Collected data entries:
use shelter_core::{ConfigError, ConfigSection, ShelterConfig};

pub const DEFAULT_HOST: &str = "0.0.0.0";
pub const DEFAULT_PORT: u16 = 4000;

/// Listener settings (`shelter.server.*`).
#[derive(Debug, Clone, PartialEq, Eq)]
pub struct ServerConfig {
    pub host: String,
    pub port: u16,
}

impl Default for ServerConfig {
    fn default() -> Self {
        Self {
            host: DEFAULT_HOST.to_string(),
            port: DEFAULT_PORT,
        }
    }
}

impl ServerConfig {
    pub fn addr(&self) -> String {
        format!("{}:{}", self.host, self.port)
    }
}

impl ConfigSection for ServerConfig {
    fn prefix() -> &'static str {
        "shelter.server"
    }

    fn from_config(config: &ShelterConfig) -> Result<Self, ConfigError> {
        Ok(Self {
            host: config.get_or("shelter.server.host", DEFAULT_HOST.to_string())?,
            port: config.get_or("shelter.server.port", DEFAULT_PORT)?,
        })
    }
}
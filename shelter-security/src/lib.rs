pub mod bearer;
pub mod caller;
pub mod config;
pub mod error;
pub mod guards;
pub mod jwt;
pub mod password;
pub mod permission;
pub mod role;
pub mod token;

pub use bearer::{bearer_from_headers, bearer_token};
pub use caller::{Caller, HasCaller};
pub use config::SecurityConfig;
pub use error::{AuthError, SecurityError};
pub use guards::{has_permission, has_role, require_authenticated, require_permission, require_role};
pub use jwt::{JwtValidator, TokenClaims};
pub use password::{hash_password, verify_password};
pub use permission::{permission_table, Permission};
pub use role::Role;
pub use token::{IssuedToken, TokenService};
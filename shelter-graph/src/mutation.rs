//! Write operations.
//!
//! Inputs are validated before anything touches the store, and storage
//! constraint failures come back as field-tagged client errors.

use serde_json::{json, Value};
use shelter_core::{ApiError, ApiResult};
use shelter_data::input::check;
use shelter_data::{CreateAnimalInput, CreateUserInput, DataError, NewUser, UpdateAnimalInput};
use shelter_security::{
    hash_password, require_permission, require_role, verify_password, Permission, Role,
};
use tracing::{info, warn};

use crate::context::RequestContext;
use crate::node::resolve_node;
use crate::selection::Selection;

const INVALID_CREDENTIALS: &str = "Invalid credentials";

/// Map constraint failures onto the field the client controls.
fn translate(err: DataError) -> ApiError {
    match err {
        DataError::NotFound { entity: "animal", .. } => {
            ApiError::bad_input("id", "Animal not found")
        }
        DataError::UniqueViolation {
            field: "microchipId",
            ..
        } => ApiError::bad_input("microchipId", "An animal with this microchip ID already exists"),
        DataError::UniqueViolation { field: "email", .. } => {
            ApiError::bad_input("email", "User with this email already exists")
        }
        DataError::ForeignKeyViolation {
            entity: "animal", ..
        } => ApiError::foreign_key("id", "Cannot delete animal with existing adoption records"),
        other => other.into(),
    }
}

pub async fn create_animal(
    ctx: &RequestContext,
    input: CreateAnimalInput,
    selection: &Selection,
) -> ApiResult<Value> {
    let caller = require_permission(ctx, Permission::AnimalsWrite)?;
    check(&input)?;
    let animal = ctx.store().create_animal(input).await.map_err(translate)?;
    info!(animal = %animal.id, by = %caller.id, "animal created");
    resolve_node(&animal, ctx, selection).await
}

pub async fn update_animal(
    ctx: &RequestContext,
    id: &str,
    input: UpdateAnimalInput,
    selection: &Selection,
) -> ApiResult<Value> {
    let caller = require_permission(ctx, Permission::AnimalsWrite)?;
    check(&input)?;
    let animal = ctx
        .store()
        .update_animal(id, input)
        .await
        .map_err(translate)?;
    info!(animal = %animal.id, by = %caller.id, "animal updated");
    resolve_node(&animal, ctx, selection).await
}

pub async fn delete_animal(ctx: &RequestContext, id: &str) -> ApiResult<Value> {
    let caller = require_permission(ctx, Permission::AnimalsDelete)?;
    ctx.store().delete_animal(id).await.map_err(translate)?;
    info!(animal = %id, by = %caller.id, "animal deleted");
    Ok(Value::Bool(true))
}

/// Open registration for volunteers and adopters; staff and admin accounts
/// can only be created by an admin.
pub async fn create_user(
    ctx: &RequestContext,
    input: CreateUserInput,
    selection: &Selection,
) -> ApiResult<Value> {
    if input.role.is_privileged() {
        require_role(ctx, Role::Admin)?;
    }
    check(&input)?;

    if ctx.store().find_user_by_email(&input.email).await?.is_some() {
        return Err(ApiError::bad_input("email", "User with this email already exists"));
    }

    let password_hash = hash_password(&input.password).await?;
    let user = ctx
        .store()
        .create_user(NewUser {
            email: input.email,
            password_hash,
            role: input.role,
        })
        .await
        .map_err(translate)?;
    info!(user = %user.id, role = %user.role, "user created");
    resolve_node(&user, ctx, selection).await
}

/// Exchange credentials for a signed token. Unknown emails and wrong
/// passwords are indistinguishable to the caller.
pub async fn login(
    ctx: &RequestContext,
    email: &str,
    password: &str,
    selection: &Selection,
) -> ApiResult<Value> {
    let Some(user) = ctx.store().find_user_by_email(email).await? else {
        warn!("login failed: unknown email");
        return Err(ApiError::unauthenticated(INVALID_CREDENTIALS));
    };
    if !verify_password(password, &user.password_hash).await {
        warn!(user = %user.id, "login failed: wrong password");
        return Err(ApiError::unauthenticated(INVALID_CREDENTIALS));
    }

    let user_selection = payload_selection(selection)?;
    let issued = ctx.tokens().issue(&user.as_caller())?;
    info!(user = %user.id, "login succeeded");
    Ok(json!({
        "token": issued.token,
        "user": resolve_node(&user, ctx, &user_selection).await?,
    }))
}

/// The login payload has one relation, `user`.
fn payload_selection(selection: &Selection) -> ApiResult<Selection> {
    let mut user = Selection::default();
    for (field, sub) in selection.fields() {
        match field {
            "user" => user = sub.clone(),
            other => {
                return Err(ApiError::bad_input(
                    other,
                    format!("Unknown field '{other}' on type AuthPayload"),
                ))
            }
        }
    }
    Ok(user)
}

Work required: Retype exactly, and only, the lines above from the one where "#[derive(Debug, Clone, PartialEq, Eq)]" occurs up to and including the one where "pub mod jwt;" occurs.

Answer space:
#[derive(Debug, Clone, PartialEq, Eq)]
pub struct ServerConfig {
    pub host: String,
    pub port: u16,
}

impl Default for ServerConfig {
    fn default() -> Self {
        Self {
            host: DEFAULT_HOST.to_string(),
            port: DEFAULT_PORT,
        }
    }
}

impl ServerConfig {
    pub fn addr(&self) -> String {
        format!("{}:{}", self.host, self.port)
    }
}

impl ConfigSection for ServerConfig {
    fn prefix() -> &'static str {
        "shelter.server"
    }

    fn from_config(config: &ShelterConfig) -> Result<Self, ConfigError> {
        Ok(Self {
            host: config.get_or("shelter.server.host", DEFAULT_HOST.to_string())?,
            port: config.get_or("shelter.server.port", DEFAULT_PORT)?,
        })
    }
}
filename shelter-security/src/lib.rs
pub mod bearer;
pub mod caller;
pub mod config;
pub mod error;
pub mod guards;
pub mod jwt;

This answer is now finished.